Despite the twenty-some years that have passed since that fateful diorama, his wound still festers, raw with infection and pain.
“You know I’ve never assigned a diorama,” I said, fighting back a smile. “I think it’s a pretty dumb assignment unless you actually have a written component that's worth far more than a box filled with cutouts and glitter.”
“All I remember is the diorama. I don't even remember what the book was about,” he said, eyes bent down at the table. I let him sit with his thoughts, but then, he suddenly sat up.
“You know what was worse than the diorama?”
His eyes focused squarely on mine, and his voice increased in volume. Before I could guess, he answered his own question.
“This illuminated manuscript thing we had to do where the first letter was really big and fancy and it was supposed to have these pictures on it. That was horrible. It was not art class. I just didn't get it.”
He continued to mock the process, a process when weaned from his recollection, seemed utterly absurd and comical. He doesn’t recall the stories or the themes. Instead, when he thinks about his early experience with English class, this unbelievably bright man sinks to the realm of self-deprecation, berating his inability to cut and color and paste properly. Suggesting--albeit indirectly--that those skills culminate as deciding success markers in the course for which I have spent the greater part of my life both studying and teaching.

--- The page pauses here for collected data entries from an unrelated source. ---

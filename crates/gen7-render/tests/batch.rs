mod common;

use common::{argb_target, pixmap, pointers, primitives, render, render_with, request, static_offsets};
use gen7_render::blend::get_blend;
use gen7_render::hw::{
    DOMAIN_VERTEX, PIPELINE_SELECT, PIPELINE_SELECT_3D, STATE_BINDING_TABLE_POINTERS_PS,
    STATE_BLEND_STATE_POINTERS, STATE_PS,
};
use gen7_render::{
    BoxRec, MemoryBatchConfig, Mode, Operator, PictFormat, Picture, RenderColor, RenderConfig,
    Transform, Transport, GX_COPY,
};
use pretty_assertions::assert_eq;

const RED: RenderColor = RenderColor {
    red: 0xffff,
    green: 0,
    blue: 0,
    alpha: 0xffff,
};

#[test]
fn full_vertex_arena_is_flushed_once() {
    // Room for exactly four rectangles of three floats per vertex.
    let config = RenderConfig {
        vertex_capacity: 4 * 3 * 3,
        ..RenderConfig::default()
    };
    let mut r = render_with(MemoryBatchConfig::default(), config);
    let boxes: Vec<_> = (0..8).map(|i| BoxRec::new(i * 4, 0, i * 4 + 4, 4)).collect();
    r.fill_boxes(Operator::Src, PictFormat::A8r8g8b8, RED, &pixmap(1, 64, 64, 32), &boxes)
        .unwrap();

    let stats = r.stats();
    assert_eq!(stats.buffer_vertex_uploads, 1);
    assert_eq!(stats.inline_vertex_uploads, 0);
    assert_eq!(stats.primitives, 2);

    let prims = primitives(r.transport().commands());
    assert_eq!(
        prims.iter().map(|p| (p.1, p.2)).collect::<Vec<_>>(),
        vec![(12, 0), (12, 0)]
    );

    // The first run lives in its own buffer, referenced from both address words.
    let relocs: Vec<_> = r
        .transport()
        .relocations()
        .iter()
        .filter(|reloc| reloc.domains == DOMAIN_VERTEX << 16)
        .copied()
        .collect();
    assert_eq!(relocs.len(), 2);
    assert!(relocs[0].target.is_some());
    assert_eq!(relocs[0].delta, 0);
    assert_eq!(relocs[1].delta, 12 * 3 * 4 - 1);

    r.submit().unwrap();
    assert_eq!(r.stats().inline_vertex_uploads, 1);
    let batch = &r.transport().submitted()[0];
    let uploaded = relocs[0].target.and_then(|id| batch.buffers.get(&id));
    assert_eq!(uploaded.map(Vec::len), Some(36 * 4));
}

#[test]
fn component_alpha_runs_are_fixed_up_before_each_flush() {
    let config = RenderConfig {
        vertex_capacity: 2 * 3 * 5,
        ..RenderConfig::default()
    };
    let mut r = render_with(MemoryBatchConfig::default(), config);
    let src = Picture::drawable(pixmap(1, 64, 64, 32), PictFormat::A8r8g8b8);
    let mut mask = Picture::drawable(pixmap(2, 64, 64, 32), PictFormat::A8r8g8b8);
    mask.component_alpha = true;

    let op = r
        .composite(&request(Operator::Over, src, Some(mask), argb_target(3)))
        .unwrap();
    let boxes: Vec<_> = (0..4).map(|i| BoxRec::new(i * 8, 0, i * 8 + 8, 8)).collect();
    r.composite_boxes(&op, &boxes).unwrap();
    r.composite_done(&op);

    assert_eq!(r.stats().ca_passes, 2);
    assert_eq!(r.stats().buffer_vertex_uploads, 1);
    let counts: Vec<_> = primitives(r.transport().commands())
        .iter()
        .map(|p| p.1)
        .collect();
    assert_eq!(counts, vec![6, 6, 6, 6]);
    // The main blend is restored after the mid-operation fixup.
    let cc = static_offsets().cc_blend;
    let main = (cc + get_blend(Operator::OutReverse, true, PictFormat::A8r8g8b8)) | 1;
    let fixup = (cc + get_blend(Operator::Add, true, PictFormat::A8r8g8b8)) | 1;
    assert_eq!(
        pointers(r.transport().commands(), STATE_BLEND_STATE_POINTERS),
        vec![main, fixup, main, fixup]
    );
}

#[test]
fn batch_pressure_submits_and_restarts_state() {
    let batch = MemoryBatchConfig {
        batch_words: 640,
        ..MemoryBatchConfig::default()
    };
    let mut r = render_with(batch, RenderConfig::default());
    for i in 0..40 {
        r.fill_boxes(
            Operator::Src,
            PictFormat::A8r8g8b8,
            RED,
            &pixmap(100 + i, 32, 32, 32),
            &[BoxRec::new(0, 0, 8, 8)],
        )
        .unwrap();
    }
    r.submit().unwrap();

    let submitted = r.transport().submitted();
    assert!(submitted.len() > 1);
    assert_eq!(submitted.len() as u64, r.stats().submissions);
    for batch in submitted {
        assert_eq!(batch.commands[0], PIPELINE_SELECT | PIPELINE_SELECT_3D);
        assert_eq!(batch.mode, Mode::Render);
        assert!(!primitives(&batch.commands).is_empty());
    }
}

#[test]
fn render_work_submits_pending_blitter_work() {
    let mut r = render();
    r.context_switch(Mode::Blt).unwrap();
    r.transport_mut().append(0);

    r.fill_boxes(
        Operator::Src,
        PictFormat::A8r8g8b8,
        RED,
        &pixmap(1, 16, 16, 32),
        &[BoxRec::new(0, 0, 4, 4)],
    )
    .unwrap();
    assert_eq!(r.transport().submitted().len(), 1);
    assert_eq!(r.transport().submitted()[0].mode, Mode::Blt);
    assert_eq!(r.transport().mode(), Mode::Render);

    r.submit().unwrap();
    let submitted = r.transport().submitted();
    assert_eq!(submitted.len(), 2);
    assert_eq!(submitted[1].mode, Mode::Render);
    assert_eq!(submitted[1].commands[0], PIPELINE_SELECT | PIPELINE_SELECT_3D);
    assert!(r.vertices().is_empty());
    assert!(r.state().needs_invariant());
}

#[test]
fn flush_keeps_the_batch_open() {
    let mut r = render();
    let op = r
        .composite(&request(Operator::Over, Picture::solid(0xff00_00ff), None, argb_target(1)))
        .unwrap();
    r.composite_boxes(&op, &[BoxRec::new(0, 0, 4, 4)]).unwrap();
    r.composite_done(&op);
    r.flush().unwrap();

    assert!(r.vertices().is_empty());
    assert!(r.transport().submitted().is_empty());
    assert!(!r.transport().commands().is_empty());
    assert_eq!(r.stats().inline_vertex_uploads, 1);
}

#[test]
fn submitting_mid_operation_restarts_its_state() {
    let mut r = render();
    let op = r
        .composite(&request(Operator::Over, Picture::solid(0xffff_0000), None, argb_target(1)))
        .unwrap();
    r.composite_boxes(&op, &[BoxRec::new(0, 0, 4, 4)]).unwrap();
    r.submit().unwrap();
    r.composite_boxes(&op, &[BoxRec::new(8, 8, 12, 12)]).unwrap();
    r.composite_done(&op);
    r.submit().unwrap();

    let submitted = r.transport().submitted();
    assert_eq!(submitted.len(), 2);
    let blend = (static_offsets().cc_blend + op.blend()) | 1;
    for batch in submitted {
        assert_eq!(batch.commands[0], PIPELINE_SELECT | PIPELINE_SELECT_3D);
        assert_eq!(pointers(&batch.commands, STATE_BLEND_STATE_POINTERS), vec![blend]);
        assert_eq!(pointers(&batch.commands, STATE_BINDING_TABLE_POINTERS_PS).len(), 1);
        assert_eq!(
            primitives(&batch.commands)
                .iter()
                .map(|p| (p.1, p.2))
                .collect::<Vec<_>>(),
            vec![(3, 0)]
        );
    }
}

#[test]
fn blitter_work_between_fills_keeps_the_fill_drawable() {
    let mut r = render();
    let op = r.fill(GX_COPY, &pixmap(1, 32, 32, 32), 0xff00ff).unwrap();
    r.fill_blt(&op, 0, 0, 4, 4).unwrap();
    r.context_switch(Mode::Blt).unwrap();
    r.transport_mut().append(0);
    r.fill_blt(&op, 8, 8, 4, 4).unwrap();
    r.fill_done(&op);
    r.submit().unwrap();

    let submitted = r.transport().submitted();
    assert_eq!(
        submitted.iter().map(|b| b.mode).collect::<Vec<_>>(),
        vec![Mode::Render, Mode::Blt, Mode::Render]
    );
    let last = &submitted[2];
    assert_eq!(last.commands[0], PIPELINE_SELECT | PIPELINE_SELECT_3D);
    assert_eq!(pointers(&last.commands, STATE_BLEND_STATE_POINTERS).len(), 1);
    assert_eq!(pointers(&last.commands, STATE_BINDING_TABLE_POINTERS_PS).len(), 1);
    assert_eq!(primitives(&last.commands).len(), 1);
    assert_eq!(primitives(&last.commands)[0].1, 3);
}

#[test]
fn flushing_a_component_alpha_operation_restores_the_main_pass() {
    let mut r = render();
    let src = Picture::drawable(pixmap(1, 64, 64, 32), PictFormat::A8r8g8b8);
    let mut mask = Picture::drawable(pixmap(2, 64, 64, 32), PictFormat::A8r8g8b8);
    mask.component_alpha = true;

    let op = r
        .composite(&request(Operator::Over, src, Some(mask), argb_target(3)))
        .unwrap();
    r.composite_boxes(&op, &[BoxRec::new(0, 0, 8, 8)]).unwrap();
    r.flush().unwrap();
    r.composite_boxes(&op, &[BoxRec::new(8, 0, 16, 8)]).unwrap();
    r.composite_done(&op);

    let commands = r.transport().commands();
    let cc = static_offsets().cc_blend;
    let main = (cc + get_blend(Operator::OutReverse, true, PictFormat::A8r8g8b8)) | 1;
    let fixup = (cc + get_blend(Operator::Add, true, PictFormat::A8r8g8b8)) | 1;
    assert_eq!(
        pointers(commands, STATE_BLEND_STATE_POINTERS),
        vec![main, fixup, main, fixup]
    );
    let kernels = pointers(commands, STATE_PS | (8 - 2));
    assert_eq!(kernels.len(), 4);
    assert_ne!(kernels[0], kernels[1]);
    assert_eq!(kernels[0], kernels[2]);
    assert_eq!(kernels[1], kernels[3]);
    assert_eq!(
        primitives(commands)
            .iter()
            .map(|p| (p.1, p.2))
            .collect::<Vec<_>>(),
        vec![(3, 0), (3, 0), (3, 0), (3, 0)]
    );
    assert_eq!(r.stats().ca_passes, 2);
}

#[test]
fn layout_change_on_a_full_arena_finishes_it_first() {
    // 27 floats of fills, one float of padding, then two projective rectangles fill it.
    let config = RenderConfig {
        vertex_capacity: 28 + 2 * 12,
        ..RenderConfig::default()
    };
    let mut r = render_with(MemoryBatchConfig::default(), config);
    let boxes: Vec<_> = (0..3).map(|i| BoxRec::new(i * 4, 0, i * 4 + 4, 4)).collect();
    r.fill_boxes(Operator::Src, PictFormat::A8r8g8b8, RED, &pixmap(1, 64, 64, 32), &boxes)
        .unwrap();

    let mut src = Picture::drawable(pixmap(2, 64, 64, 32), PictFormat::A8r8g8b8);
    src.transform = Some(Transform {
        matrix: [[1.0, 0.0, 0.0], [0.0, 1.0, 0.0], [0.001, 0.0, 1.0]],
    });
    let op = r
        .composite(&request(Operator::Src, src, None, argb_target(3)))
        .unwrap();
    assert_eq!(op.floats_per_vertex, 4);
    r.composite_boxes(&op, &[BoxRec::new(0, 0, 4, 4), BoxRec::new(4, 0, 8, 4)])
        .unwrap();
    r.composite_done(&op);
    assert_eq!(r.vertices().space(), 0);
    assert_eq!(r.stats().buffer_vertex_uploads, 0);

    r.fill_boxes(
        Operator::Src,
        PictFormat::A8r8g8b8,
        RED,
        &pixmap(1, 64, 64, 32),
        &[BoxRec::new(0, 8, 4, 12)],
    )
    .unwrap();
    assert_eq!(r.stats().buffer_vertex_uploads, 1);
    assert_eq!(r.vertices().used(), 9);
    assert_eq!(r.vertices().floats_per_vertex(), 3);
    assert_eq!(
        primitives(r.transport().commands())
            .iter()
            .map(|p| (p.1, p.2))
            .collect::<Vec<_>>(),
        vec![(9, 0), (6, 7), (3, 0)]
    );
}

Once I shake my head twenty or thirty times, the conversation invariably shifts focus, and I dish out equivalent waves of blame for my experience with frog dissections and the entire discipline of calculus.
He doesn't even fight it. We usually just burst out laughing, forgetting our wounds until the next time we revisit and reconstruct missteps along the path of our glory days.
Today, as I cleaned off a desk filled with dust, papers and books, I managed to come across a folder, thick with special paper. Curious, I opened it, and staring back at me was the sample assignment I created two summers ago when I returned from my writing class in Italy.
“Illuminated Manuscript” it said in bold letters at the top of the assignment page. Beneath the explanation of a contemporized take on something very old, I found two cardboard pages filled with words and images that belonged to me.
My eyes traced the letters and analyzed the pictures. Fond memories returned, and suddenly I saw myself sprawled out on the kitchen floor with scrapbook paper, magazines, scissors and stacks of my own poetry. Attempting to collect my identity on the pages before me, I worked.
For hours.
And I loved every minute. I loved what I could make, what I could express, what I could capture in the space that greeted me. As I held that illuminated manuscript in my hands, I reacquainted myself with the girl who made those pages; she seemed very much alive.
How could J have hated making something so meaningful? How could he see this as horrible?
Then a different scene flashed before my eyes: a stack of medical books, JAMA articles, and a pile of running gear.
Hours and hours of work. Difficult, tedious work. Meaningful work.
Work I would have absolutely despised.
With the situation fully illuminated, I decided to torture him with my assignment. After all, he had a pretty simple day trying to save lives. I figured it was about time to give him some rigor.